What you have to do ::
The required output is the line with "assert_eq!(r.live_bytes(), 0);" through the final line of the entries, each one exactly as it stands.

[Dataset excerpts]
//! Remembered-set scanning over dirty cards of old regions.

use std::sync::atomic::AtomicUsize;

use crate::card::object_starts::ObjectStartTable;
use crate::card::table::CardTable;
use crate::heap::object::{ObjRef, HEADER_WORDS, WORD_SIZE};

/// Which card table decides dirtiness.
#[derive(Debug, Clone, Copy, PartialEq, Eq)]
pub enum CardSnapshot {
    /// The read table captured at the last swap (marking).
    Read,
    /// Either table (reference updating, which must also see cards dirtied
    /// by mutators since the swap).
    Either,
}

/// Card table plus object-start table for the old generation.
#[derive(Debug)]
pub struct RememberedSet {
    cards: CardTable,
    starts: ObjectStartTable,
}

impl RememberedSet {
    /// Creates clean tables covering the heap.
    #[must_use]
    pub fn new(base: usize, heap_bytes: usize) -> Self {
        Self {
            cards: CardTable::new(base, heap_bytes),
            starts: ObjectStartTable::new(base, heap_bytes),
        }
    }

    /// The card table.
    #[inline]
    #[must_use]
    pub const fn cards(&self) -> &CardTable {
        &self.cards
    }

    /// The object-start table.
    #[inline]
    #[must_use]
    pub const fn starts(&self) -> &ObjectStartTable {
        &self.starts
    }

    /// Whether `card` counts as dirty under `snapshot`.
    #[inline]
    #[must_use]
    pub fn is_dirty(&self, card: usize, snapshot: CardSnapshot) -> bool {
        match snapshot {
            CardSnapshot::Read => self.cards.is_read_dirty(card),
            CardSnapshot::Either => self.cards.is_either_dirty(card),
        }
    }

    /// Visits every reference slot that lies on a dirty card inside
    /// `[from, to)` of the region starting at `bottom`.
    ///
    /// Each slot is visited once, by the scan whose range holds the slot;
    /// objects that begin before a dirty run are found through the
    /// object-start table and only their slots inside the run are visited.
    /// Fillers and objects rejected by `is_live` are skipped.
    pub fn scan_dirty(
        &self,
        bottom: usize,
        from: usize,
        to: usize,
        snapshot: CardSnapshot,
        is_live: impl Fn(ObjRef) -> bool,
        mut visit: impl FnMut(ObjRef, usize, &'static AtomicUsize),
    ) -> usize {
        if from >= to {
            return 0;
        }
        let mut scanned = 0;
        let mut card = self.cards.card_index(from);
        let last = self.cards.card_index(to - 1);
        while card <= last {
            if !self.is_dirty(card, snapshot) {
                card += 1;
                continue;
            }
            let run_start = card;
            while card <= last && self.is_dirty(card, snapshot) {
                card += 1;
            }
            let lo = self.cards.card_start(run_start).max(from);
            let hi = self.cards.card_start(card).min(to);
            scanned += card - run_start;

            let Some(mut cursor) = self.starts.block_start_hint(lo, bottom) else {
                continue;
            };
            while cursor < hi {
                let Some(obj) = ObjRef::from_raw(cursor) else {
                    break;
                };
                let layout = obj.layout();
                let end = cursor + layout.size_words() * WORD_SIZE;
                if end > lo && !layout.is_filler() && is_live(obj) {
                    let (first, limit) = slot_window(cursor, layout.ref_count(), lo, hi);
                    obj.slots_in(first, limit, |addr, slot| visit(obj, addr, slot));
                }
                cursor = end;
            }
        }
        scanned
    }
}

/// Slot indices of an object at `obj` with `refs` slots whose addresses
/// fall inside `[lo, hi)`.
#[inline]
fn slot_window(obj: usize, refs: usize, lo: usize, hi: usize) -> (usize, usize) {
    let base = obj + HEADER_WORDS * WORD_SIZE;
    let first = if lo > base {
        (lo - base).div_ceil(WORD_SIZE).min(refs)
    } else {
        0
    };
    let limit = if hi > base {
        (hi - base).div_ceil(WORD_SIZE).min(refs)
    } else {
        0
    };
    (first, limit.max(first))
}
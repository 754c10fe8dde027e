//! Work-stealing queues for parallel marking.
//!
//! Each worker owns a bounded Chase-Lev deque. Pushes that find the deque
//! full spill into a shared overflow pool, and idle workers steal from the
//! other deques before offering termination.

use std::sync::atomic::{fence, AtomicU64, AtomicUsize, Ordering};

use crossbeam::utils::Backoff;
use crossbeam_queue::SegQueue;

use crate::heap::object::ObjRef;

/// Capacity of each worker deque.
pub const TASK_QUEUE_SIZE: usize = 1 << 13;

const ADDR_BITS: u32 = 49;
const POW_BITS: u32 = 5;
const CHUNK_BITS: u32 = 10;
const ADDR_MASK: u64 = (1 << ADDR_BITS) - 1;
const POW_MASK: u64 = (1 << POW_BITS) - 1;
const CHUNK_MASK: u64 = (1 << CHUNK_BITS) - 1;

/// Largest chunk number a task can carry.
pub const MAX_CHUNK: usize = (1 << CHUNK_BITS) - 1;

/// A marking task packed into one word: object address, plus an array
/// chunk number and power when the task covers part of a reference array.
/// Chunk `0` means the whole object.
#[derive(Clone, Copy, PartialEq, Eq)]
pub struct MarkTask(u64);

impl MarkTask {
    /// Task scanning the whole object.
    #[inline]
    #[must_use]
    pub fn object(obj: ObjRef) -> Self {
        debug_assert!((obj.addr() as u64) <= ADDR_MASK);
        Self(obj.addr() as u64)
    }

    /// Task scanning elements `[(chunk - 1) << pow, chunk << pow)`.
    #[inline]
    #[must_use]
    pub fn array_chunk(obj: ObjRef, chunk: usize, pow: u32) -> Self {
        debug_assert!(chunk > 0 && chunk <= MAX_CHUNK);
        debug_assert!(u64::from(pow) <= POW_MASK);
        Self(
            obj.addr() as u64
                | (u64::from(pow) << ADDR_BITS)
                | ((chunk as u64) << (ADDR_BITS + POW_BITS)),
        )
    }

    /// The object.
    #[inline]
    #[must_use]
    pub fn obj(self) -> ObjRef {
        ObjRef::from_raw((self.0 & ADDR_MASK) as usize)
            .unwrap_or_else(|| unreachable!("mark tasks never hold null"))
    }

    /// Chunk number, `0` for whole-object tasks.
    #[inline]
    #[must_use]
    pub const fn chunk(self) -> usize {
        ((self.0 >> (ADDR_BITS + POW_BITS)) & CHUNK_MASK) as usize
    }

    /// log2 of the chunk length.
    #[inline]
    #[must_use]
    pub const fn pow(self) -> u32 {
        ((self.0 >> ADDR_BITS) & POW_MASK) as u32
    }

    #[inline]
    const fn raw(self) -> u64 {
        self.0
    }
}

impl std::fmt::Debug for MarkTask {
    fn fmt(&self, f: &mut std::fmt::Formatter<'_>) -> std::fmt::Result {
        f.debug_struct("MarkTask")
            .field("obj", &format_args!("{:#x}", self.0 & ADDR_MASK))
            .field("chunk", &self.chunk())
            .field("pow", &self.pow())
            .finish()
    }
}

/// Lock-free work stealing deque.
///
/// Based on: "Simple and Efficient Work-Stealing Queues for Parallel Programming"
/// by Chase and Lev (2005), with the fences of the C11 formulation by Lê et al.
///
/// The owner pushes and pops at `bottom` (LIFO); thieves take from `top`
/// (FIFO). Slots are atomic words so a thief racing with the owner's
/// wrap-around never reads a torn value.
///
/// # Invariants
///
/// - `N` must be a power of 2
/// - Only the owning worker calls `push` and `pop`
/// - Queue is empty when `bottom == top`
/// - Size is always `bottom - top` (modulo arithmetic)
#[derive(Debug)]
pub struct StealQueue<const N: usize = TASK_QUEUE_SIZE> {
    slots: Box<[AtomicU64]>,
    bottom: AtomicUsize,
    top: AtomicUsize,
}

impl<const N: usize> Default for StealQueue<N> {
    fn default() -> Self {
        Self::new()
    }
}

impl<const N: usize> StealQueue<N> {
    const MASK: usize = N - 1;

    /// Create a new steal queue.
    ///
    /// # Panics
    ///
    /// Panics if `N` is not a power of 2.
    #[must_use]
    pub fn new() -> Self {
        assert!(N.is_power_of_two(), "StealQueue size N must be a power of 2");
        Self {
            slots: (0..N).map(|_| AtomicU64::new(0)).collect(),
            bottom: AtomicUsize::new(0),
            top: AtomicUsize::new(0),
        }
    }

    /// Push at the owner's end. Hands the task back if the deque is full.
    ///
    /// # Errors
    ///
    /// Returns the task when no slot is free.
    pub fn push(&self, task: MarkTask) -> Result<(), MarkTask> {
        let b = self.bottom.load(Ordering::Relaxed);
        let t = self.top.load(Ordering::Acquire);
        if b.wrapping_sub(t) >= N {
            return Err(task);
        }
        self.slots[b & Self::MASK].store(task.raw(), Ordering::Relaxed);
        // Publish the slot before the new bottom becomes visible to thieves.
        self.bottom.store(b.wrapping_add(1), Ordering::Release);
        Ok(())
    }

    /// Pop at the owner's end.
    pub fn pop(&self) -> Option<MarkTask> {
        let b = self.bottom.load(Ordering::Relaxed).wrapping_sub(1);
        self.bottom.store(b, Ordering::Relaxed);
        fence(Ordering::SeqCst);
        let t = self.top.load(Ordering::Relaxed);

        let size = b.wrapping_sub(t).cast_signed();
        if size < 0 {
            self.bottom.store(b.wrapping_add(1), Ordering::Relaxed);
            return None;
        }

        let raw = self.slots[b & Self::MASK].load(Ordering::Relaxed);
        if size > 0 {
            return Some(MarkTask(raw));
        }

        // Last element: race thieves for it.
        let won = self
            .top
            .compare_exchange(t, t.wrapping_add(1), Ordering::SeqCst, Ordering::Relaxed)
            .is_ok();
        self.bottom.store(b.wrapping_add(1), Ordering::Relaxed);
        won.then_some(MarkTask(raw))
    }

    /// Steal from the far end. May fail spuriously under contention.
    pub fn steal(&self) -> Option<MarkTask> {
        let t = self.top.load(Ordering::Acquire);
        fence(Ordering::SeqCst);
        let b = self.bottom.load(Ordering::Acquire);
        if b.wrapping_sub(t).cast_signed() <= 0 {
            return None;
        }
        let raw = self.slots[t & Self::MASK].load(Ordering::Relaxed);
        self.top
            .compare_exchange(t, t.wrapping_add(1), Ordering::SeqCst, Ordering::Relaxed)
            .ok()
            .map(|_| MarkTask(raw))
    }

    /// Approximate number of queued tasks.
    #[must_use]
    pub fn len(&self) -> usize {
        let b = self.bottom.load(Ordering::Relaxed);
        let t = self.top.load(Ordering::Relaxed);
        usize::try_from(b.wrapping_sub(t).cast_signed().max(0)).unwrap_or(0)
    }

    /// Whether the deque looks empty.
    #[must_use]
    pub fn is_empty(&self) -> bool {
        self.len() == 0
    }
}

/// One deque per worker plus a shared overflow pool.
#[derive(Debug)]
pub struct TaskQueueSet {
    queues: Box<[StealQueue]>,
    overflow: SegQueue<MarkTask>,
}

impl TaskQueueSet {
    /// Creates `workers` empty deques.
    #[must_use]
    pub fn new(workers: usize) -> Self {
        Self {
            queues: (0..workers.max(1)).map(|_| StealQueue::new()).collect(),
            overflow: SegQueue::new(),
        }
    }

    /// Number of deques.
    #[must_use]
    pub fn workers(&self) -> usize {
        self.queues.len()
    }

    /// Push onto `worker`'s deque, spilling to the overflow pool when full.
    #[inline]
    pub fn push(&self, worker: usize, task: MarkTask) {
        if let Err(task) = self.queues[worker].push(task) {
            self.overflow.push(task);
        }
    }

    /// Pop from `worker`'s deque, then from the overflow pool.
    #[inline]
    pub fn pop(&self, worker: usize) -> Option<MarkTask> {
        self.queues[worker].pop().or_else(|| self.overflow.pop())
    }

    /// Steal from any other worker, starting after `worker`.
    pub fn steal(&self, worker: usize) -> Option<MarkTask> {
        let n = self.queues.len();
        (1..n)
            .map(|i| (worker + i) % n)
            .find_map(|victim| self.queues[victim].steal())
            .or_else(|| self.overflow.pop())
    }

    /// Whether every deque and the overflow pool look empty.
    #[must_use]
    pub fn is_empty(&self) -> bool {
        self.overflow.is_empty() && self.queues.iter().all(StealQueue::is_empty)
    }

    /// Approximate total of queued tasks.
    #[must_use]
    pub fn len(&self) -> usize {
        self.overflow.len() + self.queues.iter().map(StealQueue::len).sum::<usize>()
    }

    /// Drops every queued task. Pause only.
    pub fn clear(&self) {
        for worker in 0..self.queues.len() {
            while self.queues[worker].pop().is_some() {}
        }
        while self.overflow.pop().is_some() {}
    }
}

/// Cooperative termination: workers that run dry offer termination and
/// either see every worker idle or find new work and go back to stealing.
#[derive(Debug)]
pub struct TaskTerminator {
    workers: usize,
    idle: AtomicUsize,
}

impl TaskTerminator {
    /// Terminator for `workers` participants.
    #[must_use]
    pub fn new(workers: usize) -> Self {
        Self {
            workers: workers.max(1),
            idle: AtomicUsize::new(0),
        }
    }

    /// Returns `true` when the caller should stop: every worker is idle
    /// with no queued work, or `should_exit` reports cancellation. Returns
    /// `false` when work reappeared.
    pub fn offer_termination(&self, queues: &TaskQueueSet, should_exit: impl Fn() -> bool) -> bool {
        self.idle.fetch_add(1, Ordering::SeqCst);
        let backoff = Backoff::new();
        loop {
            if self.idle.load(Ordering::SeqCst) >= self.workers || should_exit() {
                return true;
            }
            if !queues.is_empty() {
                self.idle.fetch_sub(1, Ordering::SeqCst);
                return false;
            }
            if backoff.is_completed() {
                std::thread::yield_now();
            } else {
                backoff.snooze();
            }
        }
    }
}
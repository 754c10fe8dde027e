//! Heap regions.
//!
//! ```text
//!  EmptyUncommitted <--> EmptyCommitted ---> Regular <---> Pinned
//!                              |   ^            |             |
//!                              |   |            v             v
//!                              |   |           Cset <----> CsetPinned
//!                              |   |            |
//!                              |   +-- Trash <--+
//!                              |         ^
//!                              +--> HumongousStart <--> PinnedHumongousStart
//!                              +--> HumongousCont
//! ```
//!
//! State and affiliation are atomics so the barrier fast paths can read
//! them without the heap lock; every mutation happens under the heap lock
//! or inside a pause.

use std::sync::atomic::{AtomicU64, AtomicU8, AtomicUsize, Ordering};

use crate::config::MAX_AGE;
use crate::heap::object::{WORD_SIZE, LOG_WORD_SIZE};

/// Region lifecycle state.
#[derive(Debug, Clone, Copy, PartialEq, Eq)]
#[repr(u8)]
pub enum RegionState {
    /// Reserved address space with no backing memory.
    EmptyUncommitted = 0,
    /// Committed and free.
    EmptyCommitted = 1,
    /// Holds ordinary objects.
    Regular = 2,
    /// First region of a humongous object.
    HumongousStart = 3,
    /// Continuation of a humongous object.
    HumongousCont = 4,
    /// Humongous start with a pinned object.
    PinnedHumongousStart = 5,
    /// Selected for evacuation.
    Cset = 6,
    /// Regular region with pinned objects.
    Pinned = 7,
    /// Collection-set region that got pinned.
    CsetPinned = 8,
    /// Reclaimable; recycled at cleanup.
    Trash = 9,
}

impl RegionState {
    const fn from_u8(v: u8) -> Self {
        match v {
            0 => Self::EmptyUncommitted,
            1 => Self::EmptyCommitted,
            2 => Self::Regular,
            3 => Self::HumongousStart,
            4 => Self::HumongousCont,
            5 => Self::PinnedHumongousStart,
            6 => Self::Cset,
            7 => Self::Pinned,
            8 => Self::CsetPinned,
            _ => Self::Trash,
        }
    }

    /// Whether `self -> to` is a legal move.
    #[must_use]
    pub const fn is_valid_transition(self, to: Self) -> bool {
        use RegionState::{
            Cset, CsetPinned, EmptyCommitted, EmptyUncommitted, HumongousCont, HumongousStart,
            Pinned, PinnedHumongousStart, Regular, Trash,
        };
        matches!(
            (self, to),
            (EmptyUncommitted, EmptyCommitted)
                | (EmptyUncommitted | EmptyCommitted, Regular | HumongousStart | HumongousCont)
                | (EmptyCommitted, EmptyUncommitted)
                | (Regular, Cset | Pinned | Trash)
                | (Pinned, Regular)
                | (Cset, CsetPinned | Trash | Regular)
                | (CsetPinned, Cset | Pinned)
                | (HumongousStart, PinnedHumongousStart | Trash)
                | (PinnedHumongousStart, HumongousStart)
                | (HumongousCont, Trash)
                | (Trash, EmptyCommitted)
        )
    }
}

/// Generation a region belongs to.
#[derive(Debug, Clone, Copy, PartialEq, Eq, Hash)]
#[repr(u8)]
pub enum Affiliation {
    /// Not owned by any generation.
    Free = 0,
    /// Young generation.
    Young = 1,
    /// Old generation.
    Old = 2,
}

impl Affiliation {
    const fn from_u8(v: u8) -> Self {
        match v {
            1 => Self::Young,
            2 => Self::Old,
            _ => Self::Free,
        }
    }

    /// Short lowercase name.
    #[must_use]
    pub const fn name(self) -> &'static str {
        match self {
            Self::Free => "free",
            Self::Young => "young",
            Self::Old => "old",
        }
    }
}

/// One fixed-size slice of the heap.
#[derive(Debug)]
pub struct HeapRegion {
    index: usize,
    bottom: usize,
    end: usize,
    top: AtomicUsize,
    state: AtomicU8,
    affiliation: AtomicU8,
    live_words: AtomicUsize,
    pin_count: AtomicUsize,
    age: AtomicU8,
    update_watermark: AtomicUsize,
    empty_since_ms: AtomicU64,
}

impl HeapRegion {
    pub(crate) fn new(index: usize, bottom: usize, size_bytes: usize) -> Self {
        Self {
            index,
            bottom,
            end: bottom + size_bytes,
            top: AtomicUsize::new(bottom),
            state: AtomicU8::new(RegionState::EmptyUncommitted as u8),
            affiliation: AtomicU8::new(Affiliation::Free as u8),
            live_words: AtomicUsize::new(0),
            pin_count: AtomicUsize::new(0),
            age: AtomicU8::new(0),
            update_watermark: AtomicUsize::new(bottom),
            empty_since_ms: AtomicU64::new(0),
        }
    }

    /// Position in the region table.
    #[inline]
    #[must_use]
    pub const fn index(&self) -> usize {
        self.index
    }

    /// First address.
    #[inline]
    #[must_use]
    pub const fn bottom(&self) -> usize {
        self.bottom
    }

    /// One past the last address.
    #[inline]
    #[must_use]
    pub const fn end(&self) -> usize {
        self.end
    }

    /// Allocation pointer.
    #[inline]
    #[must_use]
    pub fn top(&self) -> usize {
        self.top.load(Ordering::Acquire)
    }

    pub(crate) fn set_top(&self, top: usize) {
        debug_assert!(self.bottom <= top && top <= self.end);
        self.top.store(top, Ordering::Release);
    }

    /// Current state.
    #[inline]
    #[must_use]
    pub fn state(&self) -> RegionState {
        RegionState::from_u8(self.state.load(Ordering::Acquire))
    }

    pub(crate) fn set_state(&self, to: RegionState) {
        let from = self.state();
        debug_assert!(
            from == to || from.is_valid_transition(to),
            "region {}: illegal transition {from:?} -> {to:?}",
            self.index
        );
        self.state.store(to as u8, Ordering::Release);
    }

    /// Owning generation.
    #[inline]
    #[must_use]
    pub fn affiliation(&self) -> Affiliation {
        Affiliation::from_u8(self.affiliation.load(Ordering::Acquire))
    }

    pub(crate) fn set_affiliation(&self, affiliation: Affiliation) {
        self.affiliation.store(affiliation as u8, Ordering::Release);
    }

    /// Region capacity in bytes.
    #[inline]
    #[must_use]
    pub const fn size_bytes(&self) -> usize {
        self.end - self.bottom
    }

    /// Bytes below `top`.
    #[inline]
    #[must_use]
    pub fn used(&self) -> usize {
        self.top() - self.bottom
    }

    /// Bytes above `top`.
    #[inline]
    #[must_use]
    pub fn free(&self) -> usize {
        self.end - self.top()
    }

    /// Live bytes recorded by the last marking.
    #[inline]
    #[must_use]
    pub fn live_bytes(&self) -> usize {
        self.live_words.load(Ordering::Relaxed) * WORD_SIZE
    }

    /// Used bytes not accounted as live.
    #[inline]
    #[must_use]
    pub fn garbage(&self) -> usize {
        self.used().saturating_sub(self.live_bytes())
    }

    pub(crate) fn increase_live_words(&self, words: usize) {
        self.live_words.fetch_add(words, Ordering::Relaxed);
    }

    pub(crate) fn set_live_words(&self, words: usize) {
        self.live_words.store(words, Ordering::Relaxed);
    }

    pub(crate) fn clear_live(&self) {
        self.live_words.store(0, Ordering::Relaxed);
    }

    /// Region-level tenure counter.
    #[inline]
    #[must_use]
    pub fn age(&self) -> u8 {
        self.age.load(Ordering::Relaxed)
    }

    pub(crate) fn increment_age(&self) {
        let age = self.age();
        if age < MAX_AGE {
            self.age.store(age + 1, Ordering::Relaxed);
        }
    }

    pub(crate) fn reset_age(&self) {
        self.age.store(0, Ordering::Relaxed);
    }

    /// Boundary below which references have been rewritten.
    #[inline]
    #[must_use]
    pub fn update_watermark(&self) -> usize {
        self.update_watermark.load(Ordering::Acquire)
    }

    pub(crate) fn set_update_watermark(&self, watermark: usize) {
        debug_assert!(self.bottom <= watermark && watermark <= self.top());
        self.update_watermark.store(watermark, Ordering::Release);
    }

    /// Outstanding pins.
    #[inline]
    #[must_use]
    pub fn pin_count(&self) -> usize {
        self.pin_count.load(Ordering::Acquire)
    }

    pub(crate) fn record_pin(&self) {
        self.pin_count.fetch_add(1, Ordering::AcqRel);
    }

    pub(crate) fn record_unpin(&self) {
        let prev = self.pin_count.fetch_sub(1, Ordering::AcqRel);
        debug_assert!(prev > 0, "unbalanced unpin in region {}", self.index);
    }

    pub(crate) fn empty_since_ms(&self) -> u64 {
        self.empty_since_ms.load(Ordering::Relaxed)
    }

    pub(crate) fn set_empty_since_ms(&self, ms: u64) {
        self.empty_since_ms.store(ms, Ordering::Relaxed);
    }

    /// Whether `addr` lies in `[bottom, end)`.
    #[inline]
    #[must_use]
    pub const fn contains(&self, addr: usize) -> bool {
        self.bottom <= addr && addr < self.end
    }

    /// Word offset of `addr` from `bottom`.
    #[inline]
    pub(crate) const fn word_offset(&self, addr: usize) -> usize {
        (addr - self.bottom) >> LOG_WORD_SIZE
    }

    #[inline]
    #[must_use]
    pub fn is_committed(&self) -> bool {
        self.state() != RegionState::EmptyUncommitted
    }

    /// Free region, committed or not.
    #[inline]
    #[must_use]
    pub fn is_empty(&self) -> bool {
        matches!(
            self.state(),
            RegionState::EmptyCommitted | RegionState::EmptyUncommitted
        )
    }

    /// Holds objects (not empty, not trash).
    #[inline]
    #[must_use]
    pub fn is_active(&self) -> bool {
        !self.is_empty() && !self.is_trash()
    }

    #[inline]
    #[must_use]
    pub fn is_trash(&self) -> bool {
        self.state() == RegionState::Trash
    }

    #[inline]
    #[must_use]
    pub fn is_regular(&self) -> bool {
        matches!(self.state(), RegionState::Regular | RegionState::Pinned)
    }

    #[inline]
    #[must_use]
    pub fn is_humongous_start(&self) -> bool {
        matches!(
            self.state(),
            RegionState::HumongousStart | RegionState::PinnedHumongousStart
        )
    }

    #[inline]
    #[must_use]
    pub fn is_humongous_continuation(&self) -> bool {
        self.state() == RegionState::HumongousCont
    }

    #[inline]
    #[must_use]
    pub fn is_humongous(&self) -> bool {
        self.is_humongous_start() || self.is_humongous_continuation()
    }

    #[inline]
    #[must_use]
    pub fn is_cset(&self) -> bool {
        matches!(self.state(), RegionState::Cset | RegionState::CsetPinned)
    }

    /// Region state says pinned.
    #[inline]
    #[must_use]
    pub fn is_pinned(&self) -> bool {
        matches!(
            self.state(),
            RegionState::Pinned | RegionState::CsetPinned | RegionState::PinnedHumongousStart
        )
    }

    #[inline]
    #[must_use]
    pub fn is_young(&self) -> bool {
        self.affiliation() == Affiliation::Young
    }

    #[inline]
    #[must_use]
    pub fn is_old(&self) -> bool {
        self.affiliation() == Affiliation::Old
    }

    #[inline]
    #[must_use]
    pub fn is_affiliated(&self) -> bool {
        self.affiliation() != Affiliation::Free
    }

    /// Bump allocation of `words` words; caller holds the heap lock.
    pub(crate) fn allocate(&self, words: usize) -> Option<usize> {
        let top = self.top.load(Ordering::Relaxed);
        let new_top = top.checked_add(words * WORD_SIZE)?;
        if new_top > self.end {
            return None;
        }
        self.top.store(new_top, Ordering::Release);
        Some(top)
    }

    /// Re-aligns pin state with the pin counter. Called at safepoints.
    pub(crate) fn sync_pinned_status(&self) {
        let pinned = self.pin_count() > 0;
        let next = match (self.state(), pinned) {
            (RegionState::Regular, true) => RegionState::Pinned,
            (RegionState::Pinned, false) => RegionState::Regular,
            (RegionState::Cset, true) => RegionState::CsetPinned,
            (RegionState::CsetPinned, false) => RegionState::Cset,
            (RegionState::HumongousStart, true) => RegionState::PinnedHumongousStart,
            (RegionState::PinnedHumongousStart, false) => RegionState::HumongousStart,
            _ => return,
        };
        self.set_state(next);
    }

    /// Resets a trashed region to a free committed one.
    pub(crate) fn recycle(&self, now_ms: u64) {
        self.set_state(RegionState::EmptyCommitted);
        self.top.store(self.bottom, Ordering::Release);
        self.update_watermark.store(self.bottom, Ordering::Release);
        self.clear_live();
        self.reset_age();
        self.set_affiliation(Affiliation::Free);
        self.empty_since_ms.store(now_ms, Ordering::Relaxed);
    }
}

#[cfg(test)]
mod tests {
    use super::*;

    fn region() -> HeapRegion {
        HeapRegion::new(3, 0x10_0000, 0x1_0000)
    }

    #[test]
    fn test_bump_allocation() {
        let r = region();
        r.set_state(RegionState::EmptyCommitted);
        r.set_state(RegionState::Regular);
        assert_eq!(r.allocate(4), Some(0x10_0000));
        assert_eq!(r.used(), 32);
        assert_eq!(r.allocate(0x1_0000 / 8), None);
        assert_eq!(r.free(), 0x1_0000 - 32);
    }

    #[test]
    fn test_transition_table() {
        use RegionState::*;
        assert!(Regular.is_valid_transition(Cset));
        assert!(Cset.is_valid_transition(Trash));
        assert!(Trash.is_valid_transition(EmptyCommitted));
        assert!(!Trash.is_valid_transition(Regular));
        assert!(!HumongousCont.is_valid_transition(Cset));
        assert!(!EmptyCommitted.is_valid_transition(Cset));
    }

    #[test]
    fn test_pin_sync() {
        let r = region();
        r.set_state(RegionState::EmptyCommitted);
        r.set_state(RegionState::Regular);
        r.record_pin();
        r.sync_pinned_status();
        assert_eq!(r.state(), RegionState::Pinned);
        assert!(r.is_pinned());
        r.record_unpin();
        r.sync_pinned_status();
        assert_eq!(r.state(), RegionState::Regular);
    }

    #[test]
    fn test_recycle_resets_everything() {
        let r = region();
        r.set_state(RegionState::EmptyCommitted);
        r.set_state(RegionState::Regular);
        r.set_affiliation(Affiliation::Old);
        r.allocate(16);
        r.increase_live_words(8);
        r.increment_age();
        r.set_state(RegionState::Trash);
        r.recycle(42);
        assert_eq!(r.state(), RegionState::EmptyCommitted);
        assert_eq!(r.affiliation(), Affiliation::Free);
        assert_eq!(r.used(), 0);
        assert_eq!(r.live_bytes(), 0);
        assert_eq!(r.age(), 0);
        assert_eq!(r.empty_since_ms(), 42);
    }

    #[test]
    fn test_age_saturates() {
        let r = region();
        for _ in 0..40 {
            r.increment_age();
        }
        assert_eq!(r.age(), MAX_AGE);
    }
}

Worked solution ::
        assert_eq!(r.live_bytes(), 0);
        assert_eq!(r.age(), 0);
        assert_eq!(r.empty_since_ms(), 42);
    }

    #[test]
    fn test_age_saturates() {
        let r = region();
        for _ in 0..40 {
            r.increment_age();
        }
        assert_eq!(r.age(), MAX_AGE);
    }
}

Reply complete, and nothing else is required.